- Activity:
Give back every entry, copied exactly.

- Saved entries:
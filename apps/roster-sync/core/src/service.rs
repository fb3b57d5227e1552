//! Sync API surface: preview, start, status, cancel, ongoing
//!
//! All operations require an actor and an authorization check; the policy
//! itself is delegated to the host through [`Authorizer`]. `start` only
//! inserts the pending job row; the caller hands the receipt to a runner.

use crate::config::SyncConfig;
use crate::sync::{EngineDeps, PreviewReport, SyncEngine, SyncSelection};
use async_trait::async_trait;
use chrono::{Duration, Utc};
use serde::Serialize;
use std::sync::Arc;
use sync_common::{
    JobStatus, JobStore, NullProgress, SyncDirection, SyncError, SyncJob, SyncResult,
};
use uuid::Uuid;

/// At most one non-terminal job is permitted globally within this window
fn global_conflict_window() -> Duration {
    Duration::hours(1)
}

/// Repeat starts by the same actor inside this window are double-clicks
fn double_click_guard() -> Duration {
    Duration::seconds(5)
}

/// Host-delegated authorization policy
#[async_trait]
pub trait Authorizer: Send + Sync {
    async fn can_sync(&self, actor_id: i64) -> bool;
}

/// Permits every actor; the default for single-operator deployments
#[derive(Debug, Default, Clone, Copy)]
pub struct AllowAll;

#[async_trait]
impl Authorizer for AllowAll {
    async fn can_sync(&self, _actor_id: i64) -> bool {
        true
    }
}

/// Accepted start request
#[derive(Debug, Clone, Serialize)]
pub struct StartReceipt {
    pub ok: bool,
    pub sync_id: String,
}

/// Summary of the actor's live job
#[derive(Debug, Clone, Serialize)]
pub struct OngoingSync {
    pub sync_id: String,
    pub status: JobStatus,
    pub progress: u8,
    pub direction: SyncDirection,
}

/// The five sync operations over a shared job store
pub struct SyncService {
    job_store: Arc<dyn JobStore>,
    authorizer: Arc<dyn Authorizer>,
}

impl SyncService {
    pub fn new(job_store: Arc<dyn JobStore>) -> Self {
        Self {
            job_store,
            authorizer: Arc::new(AllowAll),
        }
    }

    pub fn with_authorizer(mut self, authorizer: Arc<dyn Authorizer>) -> Self {
        self.authorizer = authorizer;
        self
    }

    async fn authorize(&self, actor_id: i64) -> SyncResult<()> {
        if self.authorizer.can_sync(actor_id).await {
            Ok(())
        } else {
            Err(SyncError::auth(format!(
                "actor {} is not permitted to synchronize",
                actor_id
            )))
        }
    }

    /// Run the compute phases and a membership scan without writing to the
    /// LMS. Safe to call concurrently with a running sync.
    pub async fn preview(
        &self,
        actor_id: i64,
        deps: EngineDeps,
        config: SyncConfig,
        selection: SyncSelection,
    ) -> SyncResult<PreviewReport> {
        self.authorize(actor_id).await?;
        let mut engine =
            SyncEngine::new(deps, config, Arc::new(NullProgress))?.with_selection(selection);
        engine.preview().await
    }

    /// Insert a pending job, guarding against concurrent and double-click
    /// starts. The receipt's `sync_id` goes to a runner.
    pub async fn start(
        &self,
        actor_id: i64,
        direction: SyncDirection,
    ) -> SyncResult<StartReceipt> {
        self.authorize(actor_id).await?;
        let now = Utc::now();

        if let Some(job) = self
            .job_store
            .any_nonterminal_since(now - global_conflict_window())
            .await?
        {
            return Err(SyncError::conflict(format!(
                "sync '{}' is already {:?}",
                job.sync_id, job.status
            )));
        }

        if let Some(job) = self.job_store.latest_for_actor(actor_id).await? {
            if now - job.created_at < double_click_guard() {
                return Err(SyncError::conflict(
                    "a sync was started moments ago; ignoring repeat request",
                ));
            }
        }

        let sync_id = format!("sync-{}", Uuid::new_v4());
        let job = SyncJob::new(sync_id.clone(), actor_id, direction);
        self.job_store.insert(&job).await?;

        log::info!("sync {} queued by actor {}", sync_id, actor_id);
        Ok(StartReceipt { ok: true, sync_id })
    }

    /// The job row plus its log tail (already bounded to the newest 100
    /// entries)
    pub async fn status(&self, actor_id: i64, sync_id: &str) -> SyncResult<SyncJob> {
        self.authorize(actor_id).await?;
        self.job_store
            .get(sync_id)
            .await?
            .ok_or_else(|| SyncError::validation(format!("unknown sync '{}'", sync_id)))
    }

    /// Cancel a pending or processing job. Returns whether the status
    /// changed; the engine stops at its next between-phase check.
    pub async fn cancel(&self, actor_id: i64, sync_id: &str) -> SyncResult<bool> {
        self.authorize(actor_id).await?;
        let mut job = self
            .job_store
            .get(sync_id)
            .await?
            .ok_or_else(|| SyncError::validation(format!("unknown sync '{}'", sync_id)))?;

        if job.transition(JobStatus::Cancelled) {
            self.job_store.update(&job).await?;
            log::info!("sync {} cancelled by actor {}", sync_id, actor_id);
            Ok(true)
        } else {
            Ok(false)
        }
    }

    /// The actor's live job, if any
    pub async fn ongoing(&self, actor_id: i64) -> SyncResult<Option<OngoingSync>> {
        self.authorize(actor_id).await?;
        Ok(self
            .job_store
            .ongoing_for_actor(actor_id)
            .await?
            .map(|job| OngoingSync {
                sync_id: job.sync_id,
                status: job.status,
                progress: job.progress,
                direction: job.direction,
            }))
    }
}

- Result:
filename apps/roster-sync/core/src/service.rs
repository fb3b57d5227e1552
//! Sync API surface: preview, start, status, cancel, ongoing
//!
//! All operations require an actor and an authorization check; the policy
//! itself is delegated to the host through [`Authorizer`]. `start` only
//! inserts the pending job row; the caller hands the receipt to a runner.

use crate::config::SyncConfig;
use crate::sync::{EngineDeps, PreviewReport, SyncEngine, SyncSelection};
use async_trait::async_trait;
use chrono::{Duration, Utc};
use serde::Serialize;
use std::sync::Arc;
use sync_common::{
    JobStatus, JobStore, NullProgress, SyncDirection, SyncError, SyncJob, SyncResult,
};
use uuid::Uuid;

/// At most one non-terminal job is permitted globally within this window
fn global_conflict_window() -> Duration {
    Duration::hours(1)
}

/// Repeat starts by the same actor inside this window are double-clicks
fn double_click_guard() -> Duration {
    Duration::seconds(5)
}

/// Host-delegated authorization policy
#[async_trait]
pub trait Authorizer: Send + Sync {
    async fn can_sync(&self, actor_id: i64) -> bool;
}

/// Permits every actor; the default for single-operator deployments
#[derive(Debug, Default, Clone, Copy)]
pub struct AllowAll;

#[async_trait]
impl Authorizer for AllowAll {
    async fn can_sync(&self, _actor_id: i64) -> bool {
        true
    }
}

/// Accepted start request
#[derive(Debug, Clone, Serialize)]
pub struct StartReceipt {
    pub ok: bool,
    pub sync_id: String,
}

/// Summary of the actor's live job
#[derive(Debug, Clone, Serialize)]
pub struct OngoingSync {
    pub sync_id: String,
    pub status: JobStatus,
    pub progress: u8,
    pub direction: SyncDirection,
}

/// The five sync operations over a shared job store
pub struct SyncService {
    job_store: Arc<dyn JobStore>,
    authorizer: Arc<dyn Authorizer>,
}

impl SyncService {
    pub fn new(job_store: Arc<dyn JobStore>) -> Self {
        Self {
            job_store,
            authorizer: Arc::new(AllowAll),
        }
    }

    pub fn with_authorizer(mut self, authorizer: Arc<dyn Authorizer>) -> Self {
        self.authorizer = authorizer;
        self
    }

    async fn authorize(&self, actor_id: i64) -> SyncResult<()> {
        if self.authorizer.can_sync(actor_id).await {
            Ok(())
        } else {
            Err(SyncError::auth(format!(
                "actor {} is not permitted to synchronize",
                actor_id
            )))
        }
    }

    /// Run the compute phases and a membership scan without writing to the
    /// LMS. Safe to call concurrently with a running sync.
    pub async fn preview(
        &self,
        actor_id: i64,
        deps: EngineDeps,
        config: SyncConfig,
        selection: SyncSelection,
    ) -> SyncResult<PreviewReport> {
        self.authorize(actor_id).await?;
        let mut engine =
            SyncEngine::new(deps, config, Arc::new(NullProgress))?.with_selection(selection);
        engine.preview().await
    }

    /// Insert a pending job, guarding against concurrent and double-click
    /// starts. The receipt's `sync_id` goes to a runner.
    pub async fn start(
        &self,
        actor_id: i64,
        direction: SyncDirection,
    ) -> SyncResult<StartReceipt> {
        self.authorize(actor_id).await?;
        let now = Utc::now();

        if let Some(job) = self
            .job_store
            .any_nonterminal_since(now - global_conflict_window())
            .await?
        {
            return Err(SyncError::conflict(format!(
                "sync '{}' is already {:?}",
                job.sync_id, job.status
            )));
        }

        if let Some(job) = self.job_store.latest_for_actor(actor_id).await? {
            if now - job.created_at < double_click_guard() {
                return Err(SyncError::conflict(
                    "a sync was started moments ago; ignoring repeat request",
                ));
            }
        }

        let sync_id = format!("sync-{}", Uuid::new_v4());
        let job = SyncJob::new(sync_id.clone(), actor_id, direction);
        self.job_store.insert(&job).await?;

        log::info!("sync {} queued by actor {}", sync_id, actor_id);
        Ok(StartReceipt { ok: true, sync_id })
    }

    /// The job row plus its log tail (already bounded to the newest 100
    /// entries)
    pub async fn status(&self, actor_id: i64, sync_id: &str) -> SyncResult<SyncJob> {
        self.authorize(actor_id).await?;
        self.job_store
            .get(sync_id)
            .await?
            .ok_or_else(|| SyncError::validation(format!("unknown sync '{}'", sync_id)))
    }

    /// Cancel a pending or processing job. Returns whether the status
    /// changed; the engine stops at its next between-phase check.
    pub async fn cancel(&self, actor_id: i64, sync_id: &str) -> SyncResult<bool> {
        self.authorize(actor_id).await?;
        let mut job = self
            .job_store
            .get(sync_id)
            .await?
            .ok_or_else(|| SyncError::validation(format!("unknown sync '{}'", sync_id)))?;

        if job.transition(JobStatus::Cancelled) {
            self.job_store.update(&job).await?;
            log::info!("sync {} cancelled by actor {}", sync_id, actor_id);
            Ok(true)
        } else {
            Ok(false)
        }
    }

    /// The actor's live job, if any
    pub async fn ongoing(&self, actor_id: i64) -> SyncResult<Option<OngoingSync>> {
        self.authorize(actor_id).await?;
        Ok(self
            .job_store
            .ongoing_for_actor(actor_id)
            .await?
            .map(|job| OngoingSync {
                sync_id: job.sync_id,
                status: job.status,
                progress: job.progress,
                direction: job.direction,
            }))
    }
}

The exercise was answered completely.